▸ **What the task asks**
Find how many lines below hold "library", and give that number as the entire answer.

▸ **Extracted records**
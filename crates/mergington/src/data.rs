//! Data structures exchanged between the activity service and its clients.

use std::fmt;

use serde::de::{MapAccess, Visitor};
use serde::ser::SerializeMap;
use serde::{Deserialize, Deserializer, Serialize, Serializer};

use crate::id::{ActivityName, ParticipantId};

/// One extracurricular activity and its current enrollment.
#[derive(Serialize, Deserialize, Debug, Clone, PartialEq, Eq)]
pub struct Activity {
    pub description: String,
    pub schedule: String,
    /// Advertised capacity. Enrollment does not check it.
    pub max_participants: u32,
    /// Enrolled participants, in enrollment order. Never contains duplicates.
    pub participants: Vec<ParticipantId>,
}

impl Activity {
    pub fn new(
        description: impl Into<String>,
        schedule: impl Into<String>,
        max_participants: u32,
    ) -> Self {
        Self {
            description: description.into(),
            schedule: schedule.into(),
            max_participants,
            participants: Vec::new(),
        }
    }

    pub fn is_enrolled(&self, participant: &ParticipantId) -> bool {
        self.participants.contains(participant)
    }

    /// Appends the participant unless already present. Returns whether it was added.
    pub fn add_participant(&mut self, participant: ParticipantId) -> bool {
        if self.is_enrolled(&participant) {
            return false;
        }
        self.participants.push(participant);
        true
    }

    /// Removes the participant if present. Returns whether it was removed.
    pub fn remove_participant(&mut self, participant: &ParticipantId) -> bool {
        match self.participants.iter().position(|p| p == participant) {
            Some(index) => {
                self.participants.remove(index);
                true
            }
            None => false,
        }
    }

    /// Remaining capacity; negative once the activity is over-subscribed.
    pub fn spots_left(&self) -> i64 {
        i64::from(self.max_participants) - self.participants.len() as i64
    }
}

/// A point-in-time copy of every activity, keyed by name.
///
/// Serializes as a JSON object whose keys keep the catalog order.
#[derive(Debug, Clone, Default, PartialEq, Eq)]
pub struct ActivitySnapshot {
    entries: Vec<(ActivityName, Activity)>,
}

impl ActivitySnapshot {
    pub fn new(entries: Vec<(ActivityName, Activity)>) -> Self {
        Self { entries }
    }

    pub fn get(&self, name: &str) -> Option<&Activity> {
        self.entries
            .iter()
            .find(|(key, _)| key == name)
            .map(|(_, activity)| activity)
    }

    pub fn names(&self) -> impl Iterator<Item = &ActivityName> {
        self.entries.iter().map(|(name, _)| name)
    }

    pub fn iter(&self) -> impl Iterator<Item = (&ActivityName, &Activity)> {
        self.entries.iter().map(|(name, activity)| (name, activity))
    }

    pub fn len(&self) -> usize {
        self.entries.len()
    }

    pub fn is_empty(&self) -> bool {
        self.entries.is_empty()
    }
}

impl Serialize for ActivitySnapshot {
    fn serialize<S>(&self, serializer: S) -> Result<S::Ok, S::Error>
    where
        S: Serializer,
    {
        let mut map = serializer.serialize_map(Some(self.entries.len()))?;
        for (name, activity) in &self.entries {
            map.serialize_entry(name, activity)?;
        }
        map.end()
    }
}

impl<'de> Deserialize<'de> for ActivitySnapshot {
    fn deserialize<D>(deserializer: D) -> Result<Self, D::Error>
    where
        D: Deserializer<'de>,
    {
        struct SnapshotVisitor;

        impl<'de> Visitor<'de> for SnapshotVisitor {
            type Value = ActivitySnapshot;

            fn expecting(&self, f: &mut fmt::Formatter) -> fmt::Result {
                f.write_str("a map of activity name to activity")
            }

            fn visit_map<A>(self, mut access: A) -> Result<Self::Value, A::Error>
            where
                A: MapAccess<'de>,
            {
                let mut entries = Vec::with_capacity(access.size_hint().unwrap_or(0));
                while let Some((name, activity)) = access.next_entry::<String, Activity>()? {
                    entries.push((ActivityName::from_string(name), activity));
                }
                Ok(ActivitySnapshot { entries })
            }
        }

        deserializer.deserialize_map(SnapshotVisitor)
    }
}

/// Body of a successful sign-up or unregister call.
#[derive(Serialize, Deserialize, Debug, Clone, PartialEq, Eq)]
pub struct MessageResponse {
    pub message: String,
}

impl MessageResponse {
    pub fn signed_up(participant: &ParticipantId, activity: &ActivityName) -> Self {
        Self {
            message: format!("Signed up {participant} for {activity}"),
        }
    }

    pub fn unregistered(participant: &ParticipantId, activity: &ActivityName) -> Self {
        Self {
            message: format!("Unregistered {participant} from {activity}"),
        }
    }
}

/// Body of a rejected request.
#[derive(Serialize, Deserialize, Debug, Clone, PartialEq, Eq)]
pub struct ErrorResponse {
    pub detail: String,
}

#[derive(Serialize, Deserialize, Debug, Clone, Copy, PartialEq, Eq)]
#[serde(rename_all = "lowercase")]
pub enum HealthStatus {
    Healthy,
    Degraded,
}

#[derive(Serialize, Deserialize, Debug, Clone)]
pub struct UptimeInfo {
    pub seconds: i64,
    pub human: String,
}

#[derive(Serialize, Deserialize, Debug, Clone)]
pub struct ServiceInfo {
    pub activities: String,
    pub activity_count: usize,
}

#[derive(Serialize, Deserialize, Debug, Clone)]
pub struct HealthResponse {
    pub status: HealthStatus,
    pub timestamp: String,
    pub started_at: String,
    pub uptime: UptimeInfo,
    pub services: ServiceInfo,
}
==
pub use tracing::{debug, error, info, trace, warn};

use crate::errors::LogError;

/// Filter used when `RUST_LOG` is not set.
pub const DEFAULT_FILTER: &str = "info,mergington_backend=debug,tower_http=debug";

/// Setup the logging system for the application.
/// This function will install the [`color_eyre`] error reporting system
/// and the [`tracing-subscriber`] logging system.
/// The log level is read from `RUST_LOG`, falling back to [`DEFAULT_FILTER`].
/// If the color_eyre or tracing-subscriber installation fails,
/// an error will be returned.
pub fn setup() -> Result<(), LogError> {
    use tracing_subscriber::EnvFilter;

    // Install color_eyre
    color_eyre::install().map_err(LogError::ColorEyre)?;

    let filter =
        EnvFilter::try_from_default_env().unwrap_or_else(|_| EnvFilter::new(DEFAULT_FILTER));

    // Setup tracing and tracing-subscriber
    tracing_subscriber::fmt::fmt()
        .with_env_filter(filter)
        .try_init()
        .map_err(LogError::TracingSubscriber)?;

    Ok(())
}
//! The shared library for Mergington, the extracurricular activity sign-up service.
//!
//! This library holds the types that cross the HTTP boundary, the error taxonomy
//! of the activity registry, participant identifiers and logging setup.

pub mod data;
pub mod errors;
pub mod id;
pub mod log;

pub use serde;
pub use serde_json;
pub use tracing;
* * *
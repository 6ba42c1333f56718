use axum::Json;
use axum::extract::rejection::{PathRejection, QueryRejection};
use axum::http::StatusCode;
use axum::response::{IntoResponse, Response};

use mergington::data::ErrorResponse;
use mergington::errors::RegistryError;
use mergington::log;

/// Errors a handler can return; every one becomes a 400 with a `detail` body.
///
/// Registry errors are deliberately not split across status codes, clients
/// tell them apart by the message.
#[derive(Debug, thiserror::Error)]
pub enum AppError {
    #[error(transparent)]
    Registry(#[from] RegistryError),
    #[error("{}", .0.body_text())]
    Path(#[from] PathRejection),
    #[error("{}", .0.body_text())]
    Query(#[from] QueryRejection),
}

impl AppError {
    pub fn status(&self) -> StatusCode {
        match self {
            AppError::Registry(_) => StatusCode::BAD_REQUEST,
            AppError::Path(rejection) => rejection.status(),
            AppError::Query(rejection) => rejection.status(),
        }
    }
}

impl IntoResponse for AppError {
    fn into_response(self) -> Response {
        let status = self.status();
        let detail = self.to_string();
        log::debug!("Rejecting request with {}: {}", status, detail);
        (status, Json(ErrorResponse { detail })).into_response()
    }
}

▸ **Response to the exercise**
2